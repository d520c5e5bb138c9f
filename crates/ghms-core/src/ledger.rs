//! The audit ledger: the serialized append path and range verification.
//!
//! Every append runs under one mutex:
//!
//!   lock → read tail hash → stamp + hash → store.append_entry → sinks
//!
//! The store re-checks `prev_hash` against its own tail, so two ledgers that
//! share a store without sharing a lock still cannot fork the chain: the
//! loser gets `ChainConflict` and retries on the fresh tail.

use std::sync::Mutex;

use tracing::{debug, info, warn};

use ghms_contracts::{
    entry::{AuditEntry, PendingEntry, GENESIS_HASH},
    error::{AuditError, AuditResult},
    request::LogRequest,
    verify::VerificationReport,
};

use crate::{
    chain::{compute_hash, entry_timestamp, verify_entries},
    traits::{AuditSink, LedgerStore},
};

/// Default number of times an append is retried after a `ChainConflict`.
pub const DEFAULT_APPEND_RETRIES: u32 = 3;

/// Hash-chained, append-only audit ledger over a `LedgerStore`.
pub struct AuditLedger {
    store: Box<dyn LedgerStore>,
    sinks: Vec<Box<dyn AuditSink>>,
    append_lock: Mutex<()>,
    max_append_retries: u32,
}

impl AuditLedger {
    pub fn new(store: Box<dyn LedgerStore>) -> Self {
        Self {
            store,
            sinks: Vec::new(),
            append_lock: Mutex::new(()),
            max_append_retries: DEFAULT_APPEND_RETRIES,
        }
    }

    /// Forward every committed entry to `sink` as well.
    pub fn with_sink(mut self, sink: Box<dyn AuditSink>) -> Self {
        self.sinks.push(sink);
        self
    }

    pub fn with_max_append_retries(mut self, retries: u32) -> Self {
        self.max_append_retries = retries;
        self
    }

    /// Append one event to the chain and return the committed entry.
    ///
    /// The timestamp is taken by the ledger, not the caller.  Errors from
    /// the store propagate; sink errors are logged and otherwise ignored.
    pub fn append(&self, request: LogRequest) -> AuditResult<AuditEntry> {
        request.validate()?;

        let _guard = self
            .append_lock
            .lock()
            .map_err(|e| AuditError::StoreUnavailable {
                reason: format!("append lock poisoned: {}", e),
            })?;

        let fields = request.into_fields(entry_timestamp());
        let mut attempt = 0;

        let entry = loop {
            let prev_hash = self
                .store
                .last_entry()?
                .map(|last| last.curr_hash)
                .unwrap_or_else(|| GENESIS_HASH.to_string());
            let curr_hash = compute_hash(&prev_hash, &fields)?;

            let pending = PendingEntry {
                fields: fields.clone(),
                prev_hash,
                curr_hash,
            };

            match self.store.append_entry(pending) {
                Ok(entry) => break entry,
                Err(AuditError::ChainConflict { expected, actual })
                    if attempt < self.max_append_retries =>
                {
                    attempt += 1;
                    warn!(
                        action = %fields.action,
                        attempt,
                        expected = %expected,
                        actual = %actual,
                        "append raced another writer; retrying on new tail"
                    );
                }
                Err(e) => return Err(e),
            }
        };

        info!(
            sequence_id = entry.sequence_id,
            action = %entry.fields.action,
            curr_hash = %entry.curr_hash,
            "audit entry appended"
        );

        for sink in &self.sinks {
            if let Err(e) = sink.emit(&entry) {
                warn!(
                    sequence_id = entry.sequence_id,
                    error = %e,
                    "audit sink rejected entry"
                );
            }
        }

        Ok(entry)
    }

    /// Verify the whole ledger from the genesis sentinel.
    ///
    /// An empty ledger is intact with `count = 0`.
    pub fn verify_all(&self) -> AuditResult<VerificationReport> {
        let Some(last) = self.store.last_entry()? else {
            return Ok(VerificationReport::intact(0));
        };
        let entries = self.store.entries_in_range(0, last.sequence_id)?;
        let report = verify_entries(&entries, GENESIS_HASH)?;
        log_report(&report, 0, last.sequence_id);
        Ok(report)
    }

    /// Verify the entries with `start_id <= sequence_id <= end_id`.
    ///
    /// `anchor` is the hash the first entry in the window must link to.
    /// When `None`, it is the stored `curr_hash` of the entry just before the
    /// window, or the genesis sentinel if the window starts the ledger.
    ///
    /// A malformed or empty window is `AuditError::NoEntriesInRange`, never
    /// a chain break.
    pub fn verify_range(
        &self,
        start_id: u64,
        end_id: u64,
        anchor: Option<&str>,
    ) -> AuditResult<VerificationReport> {
        let entries = self.entries(start_id, end_id)?;
        let Some(first) = entries.first() else {
            return Err(AuditError::NoEntriesInRange { start_id, end_id });
        };

        let anchor = match anchor {
            Some(hash) => hash.to_string(),
            None => self
                .store
                .entry_before(first.sequence_id)?
                .map(|prev| prev.curr_hash)
                .unwrap_or_else(|| GENESIS_HASH.to_string()),
        };
        debug!(start_id, end_id, anchor = %anchor, "verifying ledger window");

        let report = verify_entries(&entries, &anchor)?;
        log_report(&report, start_id, end_id);
        Ok(report)
    }

    /// Read-only access to a window of the ledger.
    pub fn entries(&self, start_id: u64, end_id: u64) -> AuditResult<Vec<AuditEntry>> {
        if start_id > end_id {
            return Err(AuditError::NoEntriesInRange { start_id, end_id });
        }
        self.store.entries_in_range(start_id, end_id)
    }

    pub fn last_entry(&self) -> AuditResult<Option<AuditEntry>> {
        self.store.last_entry()
    }

    pub fn len(&self) -> AuditResult<u64> {
        self.store.len()
    }

    pub fn is_empty(&self) -> AuditResult<bool> {
        self.store.is_empty()
    }
}

fn log_report(report: &VerificationReport, start_id: u64, end_id: u64) {
    match report.tampered_id {
        None => info!(start_id, end_id, count = report.count, "audit chain verified"),
        Some(tampered_id) => warn!(
            start_id,
            end_id,
            tampered_id,
            reason = ?report.reason,
            "audit chain tampering detected"
        ),
    }
}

*WHAT THE TASK REQUIRES*: Once the line containing "pub fn with_max_append_retries(mut" has been set down, nothing more is wanted; set down each line of the listing above up to it exactly, starting with the first.

*EXERCISE OUTPUT*:
repository d520c5e5bb138c9f
filename crates/ghms-core/src/ledger.rs
//! The audit ledger: the serialized append path and range verification.
//!
//! Every append runs under one mutex:
//!
//!   lock → read tail hash → stamp + hash → store.append_entry → sinks
//!
//! The store re-checks `prev_hash` against its own tail, so two ledgers that
//! share a store without sharing a lock still cannot fork the chain: the
//! loser gets `ChainConflict` and retries on the fresh tail.

use std::sync::Mutex;

use tracing::{debug, info, warn};

use ghms_contracts::{
    entry::{AuditEntry, PendingEntry, GENESIS_HASH},
    error::{AuditError, AuditResult},
    request::LogRequest,
    verify::VerificationReport,
};

use crate::{
    chain::{compute_hash, entry_timestamp, verify_entries},
    traits::{AuditSink, LedgerStore},
};

/// Default number of times an append is retried after a `ChainConflict`.
pub const DEFAULT_APPEND_RETRIES: u32 = 3;

/// Hash-chained, append-only audit ledger over a `LedgerStore`.
pub struct AuditLedger {
    store: Box<dyn LedgerStore>,
    sinks: Vec<Box<dyn AuditSink>>,
    append_lock: Mutex<()>,
    max_append_retries: u32,
}

impl AuditLedger {
    pub fn new(store: Box<dyn LedgerStore>) -> Self {
        Self {
            store,
            sinks: Vec::new(),
            append_lock: Mutex::new(()),
            max_append_retries: DEFAULT_APPEND_RETRIES,
        }
    }

    /// Forward every committed entry to `sink` as well.
    pub fn with_sink(mut self, sink: Box<dyn AuditSink>) -> Self {
        self.sinks.push(sink);
        self
    }

    pub fn with_max_append_retries(mut self, retries: u32) -> Self {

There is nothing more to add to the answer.